Self-Driving Delivery Trucks Could Be Hitting City Streets Next Year

German logistics giant Deutsche Post DHL Group is partnering with Nvidia and auto supplier ZF to deploy a test fleet of autonomous delivery trucks next year.

Nvidia CEO Jensen Huang made the announcement at the GPU Technology Conference in Munich, Germany. Nvidia is known as a graphics processing chipmaker. But the company has been diversifying new technologies, notably artificial intelligence and self-driving cars.

Deutsche Post will outfit its StreetScooter electric delivery vehicles with ZF’s self-driving system called ProAI—basically the brain of the car, which is powered with Nvidia’s Drive PX technology. ZF’s package of sensors that include cameras, radar, and light ranging and detection radar known as LiDAR will connect to the self-driving system.

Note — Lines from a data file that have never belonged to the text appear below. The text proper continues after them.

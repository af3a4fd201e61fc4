//! Row equality policy for re-render skipping.

use super::options::SamePredicate;
use super::row::RowProps;
use std::sync::Arc;

/// Standard row-props equality.
///
/// `index`, `id`, and `width` compare by value; the data sequence compares
/// by handle identity (a replaced sequence is a changed row even when its
/// contents look alike, because sizes may now refer to different logical
/// rows); the style compares by content, with the pointer check as a fast
/// path - canonical styles make re-generated descriptors pointer-stable, and
/// a fresh but value-identical descriptor is the one identity change this
/// policy always tolerates; the memo value compares by value.
pub fn standard_props_equal<T, M: PartialEq>(
    prev: &RowProps<T, M>,
    next: &RowProps<T, M>,
) -> bool {
    prev.index == next.index
        && prev.id == next.id
        && prev.width == next.width
        && Arc::ptr_eq(&prev.data, &next.data)
        && (Arc::ptr_eq(&prev.style, &next.style) || *prev.style == *next.style)
        && prev.memo == next.memo
}

/// Whether a row's previous rendering output can be reused.
///
/// With no custom predicate, standard equality alone decides (more
/// re-renders, but correct). With a custom predicate, all three must hold:
/// standard equality, the predicate's approval, and shallow equality of the
/// extra per-row properties. The predicate can only veto on top of standard
/// equality - rows differing in `index`, `id`, `width`, or memo value always
/// re-render regardless of what it says.
pub fn should_skip_render<T, M: PartialEq>(
    prev: &RowProps<T, M>,
    next: &RowProps<T, M>,
    is_same: Option<&SamePredicate<T, M>>,
) -> bool {
    if !standard_props_equal(prev, next) {
        return false;
    }
    match is_same {
        None => true,
        Some(predicate) => predicate(prev, next) && prev.extra == next.extra,
    }
}
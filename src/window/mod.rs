//! Windowing primitive - visible-range math, scroll state, and row styles
//!
//! Given an item count, a per-index size lookup, and viewport dimensions,
//! this layer decides which index range is rendered and where each row sits.
//! It owns the cumulative-offset math directly so that offset invalidation
//! and style generation are first-class operations rather than interception
//! points on a third-party component.
//!
//! # Module Structure
//!
//! - `offsets`: `OffsetIndex` - lazily built cumulative offsets with prefix
//!   invalidation and estimated-size totals
//! - `range`: `RenderedRange` - visible/overscan index bounds
//! - `style`: `RowStyle` - absolute position descriptor per row
//! - `primitive`: `Window` - scroll state and range computation

pub mod offsets;
pub mod primitive;
pub mod range;
pub mod style;

pub use offsets::{OffsetIndex, RowSlot};
pub use primitive::{Viewport, Window};
pub use range::RenderedRange;
pub use style::RowStyle;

A prototype delivery vehicle unveiled Tuesday at GTC uses six cameras, one radar and two LiDar, all of which feed into the Nvidia Drive PX platform. Drive PX is an AI supercomputer that’s powerful enough to process data from the vehicle’s cameras and sensors, an AI algorithm-based operating system, and a cloud-based high-definition 3D map that constantly updates.

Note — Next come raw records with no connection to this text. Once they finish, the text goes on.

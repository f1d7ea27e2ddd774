//! Error types for the pantheon-ocr library.
//!
//! Failures fall into two families:
//!
//! * [`PantheonError`] — **Fatal**: an operation cannot begin at all (no
//!   items, no records, OCR client not configured, compiler missing). Returned
//!   as `Err(PantheonError)` from the top-level entry points.
//!
//! * Per-unit errors — **Non-fatal**: one item, one record, or one embedded
//!   image failed. [`ItemError`] lives inside
//!   [`crate::batch::ItemOutcome`] and [`StitchIssue`] inside
//!   [`crate::pipeline::stitch::StitchReport`]. The surrounding batch or
//!   stitch pass always continues.

use std::path::PathBuf;
use thiserror::Error;

/// Maximum characters of compiler diagnostics shown to a human.
pub const DIAGNOSTIC_DISPLAY_CHARS: usize = 200;

/// All fatal errors returned by the pantheon-ocr library.
#[derive(Debug, Error)]
pub enum PantheonError {
    // ── Input errors ──────────────────────────────────────────────────────
    /// The batch was started with nothing to process.
    #[error("No suitable image files selected for OCR")]
    NoItems,

    /// An explicitly named input does not exist.
    #[error("Input not found: '{path}'")]
    InputNotFound { path: PathBuf },

    /// The records directory is missing or holds no `.json` records.
    #[error("No .json records found in '{dir}'\nRun OCR first.")]
    NoRecords { dir: PathBuf },

    // ── OCR client errors ─────────────────────────────────────────────────
    /// The OCR service client could not be constructed.
    #[error("OCR client is not configured: {hint}")]
    OcrUnavailable { hint: String },

    // ── Compilation errors ────────────────────────────────────────────────
    /// The external document compiler is not installed or not on `PATH`.
    #[error("Document compiler '{program}' not found. Install it and ensure it is on PATH.")]
    CompilerNotFound { program: String },

    /// The external document compiler exited with a non-zero status.
    #[error("{program} failed (code {code:?}): {diagnostic}")]
    CompilationFailed {
        program: String,
        code: Option<i32>,
        diagnostic: String,
    },

    // ── I/O errors ────────────────────────────────────────────────────────
    /// A workspace directory or output file could not be created/written.
    #[error("Failed to prepare '{path}': {source}")]
    Workspace {
        path: PathBuf,
        #[source]
        source: std::io::Error,
    },

    // ── Config errors ─────────────────────────────────────────────────────
    /// Builder validation failed.
    #[error("Invalid configuration: {0}")]
    InvalidConfig(String),

    // ── Catch-all ─────────────────────────────────────────────────────────
    /// Unexpected internal error (e.g. a background task panicked).
    #[error("Internal error: {0}")]
    Internal(String),
}

impl PantheonError {
    /// Compiler diagnostics cut down for a status line or dialog.
    ///
    /// Returns `None` for every variant other than
    /// [`PantheonError::CompilationFailed`].
    pub fn display_diagnostic(&self) -> Option<String> {
        match self {
            PantheonError::CompilationFailed { diagnostic, .. } => {
                Some(truncate_for_display(diagnostic, DIAGNOSTIC_DISPLAY_CHARS))
            }
            _ => None,
        }
    }
}

/// Cut `text` to at most `max_chars` characters, appending `...` when cut.
pub fn truncate_for_display(text: &str, max_chars: usize) -> String {
    let text = text.trim();
    match text.char_indices().nth(max_chars) {
        Some((byte_idx, _)) => format!("{}...", &text[..byte_idx]),
        None => text.to_string(),
    }
}

/// An image could not be turned into a single-page document artifact.
#[derive(Debug, Error)]
pub enum ConversionError {
    /// The file type has no decoder in this build.
    #[error("unsupported image format '{0}'")]
    UnsupportedFormat(String),

    /// The bytes are corrupt or do not match the declared format.
    #[error("cannot decode image: {0}")]
    Decode(#[from] image::ImageError),

    /// The PDF object graph could not be encoded.
    #[error("cannot build PDF: {0}")]
    Pdf(String),

    /// Reading the source or writing the artifact failed.
    #[error("I/O error: {0}")]
    Io(#[from] std::io::Error),
}

/// A document artifact could not be read for transport.
#[derive(Debug, Error)]
#[error("cannot read artifact '{path}': {source}")]
pub struct EncodingError {
    pub path: PathBuf,
    #[source]
    pub source: std::io::Error,
}

/// Failure while talking to the OCR service.
#[derive(Debug, Clone, Error)]
pub enum ServiceError {
    /// 401/403 from the service.
    #[error("authentication rejected ({status}): {body}")]
    Unauthorized { status: u16, body: String },

    /// 429 from the service.
    #[error("quota or rate limit exceeded: {body}")]
    QuotaExceeded { body: String },

    /// Any other non-success HTTP status.
    #[error("service returned HTTP {status}: {body}")]
    Http { status: u16, body: String },

    /// Connection, TLS, or timeout failure.
    #[error("network error: {0}")]
    Network(String),

    /// The body was not JSON at all.
    #[error("malformed response: {0}")]
    MalformedResponse(String),
}

/// The OCR result could not be mapped onto the persisted record shape.
#[derive(Debug, Clone, Error)]
#[error("OCR response does not match the record shape: {detail}")]
pub struct SerializationError {
    pub detail: String,
}

/// A non-fatal error for a single source item.
///
/// The item gets no record; the batch moves on to the next item.
#[derive(Debug, Clone, Error, serde::Serialize, serde::Deserialize)]
pub enum ItemError {
    /// Corrupt or unsupported image.
    #[error("{item}: conversion failed: {detail}")]
    Conversion { item: String, detail: String },

    /// The converted artifact could not be read back for transport.
    #[error("{item}: encoding failed: {detail}")]
    Encoding { item: String, detail: String },

    /// The OCR service call did not complete successfully.
    #[error("{item}: OCR request failed: {detail}")]
    Service { item: String, detail: String },

    /// The record could not be written to the store.
    #[error("{item}: saving record failed: {detail}")]
    Persist { item: String, detail: String },
}

/// A non-fatal problem met while stitching.
///
/// The smallest affected unit (one record, one image) is skipped.
#[derive(Debug, Clone, Error, serde::Serialize, serde::Deserialize)]
pub enum StitchIssue {
    /// A record file is not valid JSON or not a JSON object.
    #[error("{record}: skipped record: {detail}")]
    Parse { record: String, detail: String },

    /// An embedded image payload failed to decode.
    #[error("{record}: image '{image_id}' could not be decoded: {detail}")]
    ImageDecode {
        record: String,
        image_id: String,
        detail: String,
    },

    /// A decoded image could not be written to the asset directory.
    #[error("{record}: image '{image_id}' could not be written: {detail}")]
    ImageWrite {
        record: String,
        image_id: String,
        detail: String,
    },
}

Deutsche Post has a fleet of 3,400 StreetScooter electric delivery trucks, and theoretically all of them could be converted to self-driving test vehicles. The companies didn’t say how many would be in the test fleet or where the trial would begin.

These self-driving delivery trucks will not replace the driver, Danny Shapiro, senior director of automotive at Nvidia, told Fortune. But it will “improve the efficiency of this delivery person,” he said. For instance, a delivery truck could park itself and then be summoned by the driver at the other end of a large retail or apartment complex after multiple deliveries at that location have been made.

Ultimately, this system could enable 24-hour package delivery, where fleets of autonomous delivery trucks could bring packages to people who have ordered items online.

“The development of autonomous delivery vehicles demonstrates how AI and deep learning are also reshaping the commercial transportation industry,” Huang said in a statement. “As online shopping continues to explode, and the shortage of truck drivers becomes more dire, AI-enabled vehicles will be key to providing last-mile delivery services.”